Monday marks the beginning of the season for Alabama women’s basketball, with the team taking on the Stetson Hatters at home.
It’s a season full of unknown for the Crimson Tide, which lost the three players who led the team in scoring and shooting.
“We lost 67% of our scoring, 41% of our rebounding and 61% of our assists on a Top 25 offense and defense a year ago,” head coach Kristy Curry said at SEC Tipoff 2026.
Even with a top-12 recruiting class in the country and several returning veterans from last year’s squad that was an overtime loss away from the Sweet 16, Alabama did not receive a single vote for the preseason AP Top 25 poll and was picked by media members to finish ninth in the SEC.
To remedy the losses of guards Sarah Ashlee Barker, Aaliyah Nye and Zaay Green, Curry brought in a healthy balance of proven transfers and highly ranked recruits. Most important to the rotation is senior guard Ta’Mia Scott, who came from Middle Tennessee having just earned an All-Conference USA first team nod and a spot in the school’s 1,000-point club.
Aside from Scott are Alancia Ramsey, an All-Sun Belt third-team forward coming from Coastal Carolina, and Waiata Jennings, a senior guard who shot 34% from 3 at Baylor and was a previous conference player of the year at Collin College.
On the freshmen front, the class is headlined by guard Ace Austin, who won two straight 1A state titles with Spring Garden High School and was the No. 1 player in Alabama and 39th nationally. Also interesting are bigs Lourdes Da Silva Costa and Joy Egbuna, both of whom are 6 feet, 3 inches tall and demonstrated ability in the preseason to assert their dominance on the interior. Lastly is Tianna Chambers, a 4-star recruit who was No. 94 in the ESPNW rankings.
The low-finish prediction might have more to do with the superiority of the teams above than the inferiority of this year’s Crimson Tide squad.
The 2025 championship runner-up, preseason AP No. 2 South Carolina, stands atop the conference forecast. After that, the teams higher than Alabama include No. 4 Texas, No. 5 LSU, No. 6 Oklahoma, No. 8 Tennessee, No. 12 Ole Miss, No. 19 Vanderbilt and No. 24 Kentucky. With such dense residence in the Top 25, the SEC shows that even teams that finish lower in conference standings could still be among the best in the country.

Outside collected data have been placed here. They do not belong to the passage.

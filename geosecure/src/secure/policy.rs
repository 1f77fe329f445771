// Copyright (c) 2024-2025 DeepGraph Inc.
// SPDX-License-Identifier: Apache-2.0
//
//! How a secured object behaves once the access decision is made

use crate::auth::RequestContext;
use crate::rules::CatalogMode;
use serde::{Deserialize, Serialize};

/// What the user may do with a wrapped object, from least to most
#[derive(Debug, Clone, Copy, PartialEq, Eq, PartialOrd, Ord, Hash, Serialize, Deserialize)]
pub enum AccessLevel {
    /// Not returned at all
    Hidden,
    /// Descriptive metadata only, data access fails
    Metadata,
    ReadOnly,
    ReadWrite,
    Admin,
}

/// Reaction to a forbidden operation on a returned object
#[derive(Debug, Clone, Copy, PartialEq, Eq, Hash, Serialize, Deserialize)]
pub enum Response {
    /// Act as if the operation did not exist
    Hide,
    /// Fail with a security error so the client can authenticate
    Challenge,
}

#[derive(Debug, Clone, Copy, PartialEq, Eq, Serialize, Deserialize)]
pub struct WrapperPolicy {
    pub level: AccessLevel,
    pub response: Response,
    pub mode: CatalogMode,
}

impl WrapperPolicy {
    pub fn hide(mode: CatalogMode) -> Self {
        Self {
            level: AccessLevel::Hidden,
            response: Response::Hide,
            mode,
        }
    }

    pub fn admin(mode: CatalogMode) -> Self {
        Self {
            level: AccessLevel::Admin,
            response: Response::Hide,
            mode,
        }
    }

    /// Derive the policy for an object from its read/write/admin decisions
    ///
    /// `Mixed` hides denied objects while building capabilities documents and
    /// challenges on every other request.
    pub fn build(
        readable: bool,
        writable: bool,
        adminable: bool,
        mode: CatalogMode,
        request: &RequestContext,
    ) -> Self {
        let challenges = match mode {
            CatalogMode::Hide => false,
            CatalogMode::Challenge => true,
            CatalogMode::Mixed => !request.is_get_capabilities(),
        };
        let response = if challenges { Response::Challenge } else { Response::Hide };

        let level = if readable && writable {
            if adminable {
                AccessLevel::Admin
            } else {
                AccessLevel::ReadWrite
            }
        } else if readable {
            AccessLevel::ReadOnly
        } else if challenges {
            AccessLevel::Metadata
        } else {
            AccessLevel::Hidden
        };

        Self { level, response, mode }
    }

    pub fn is_hidden(&self) -> bool {
        self.level == AccessLevel::Hidden
    }

    pub fn can_read(&self) -> bool {
        self.level >= AccessLevel::ReadOnly
    }

    pub fn can_write(&self) -> bool {
        self.level >= AccessLevel::ReadWrite
    }
}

Given the high rankings of SEC teams, Alabama will inevitably face high-stakes matchups this season. The Crimson Tide plays every other in-conference opponent from January to March, and thus high-stakes matchups are inevitable.
The one team Alabama plays twice in the SEC is South Carolina, which plays host to the Crimson Tide on New Year’s Day in its SEC opener and then travels to Tuscaloosa on Feb. 19. Texas then comes to town on March 1 in the regular season finale, LSU hosts on the road Feb. 1, Oklahoma is the visitor on Feb. 15 and Tennessee travels to Coleman Jan. 18.
Turning the page on the most successful campaign in Curry’s tenure, the Crimson Tide will look to forge its way to a favorable conference finish and ultimately another placement on a high seed line when it comes to March.
About the new leadership expectations on Karly Weathers, Essence Cody and Timmons — whom Curry took to the SEC Tipoff — she said, “I think all three, in their own way, just continue the tradition of great leaders and great people and great work and great energy that’s come before them.”
After her detailing of the statistical losses, Curry added, “I’m so excited about what this team can become.”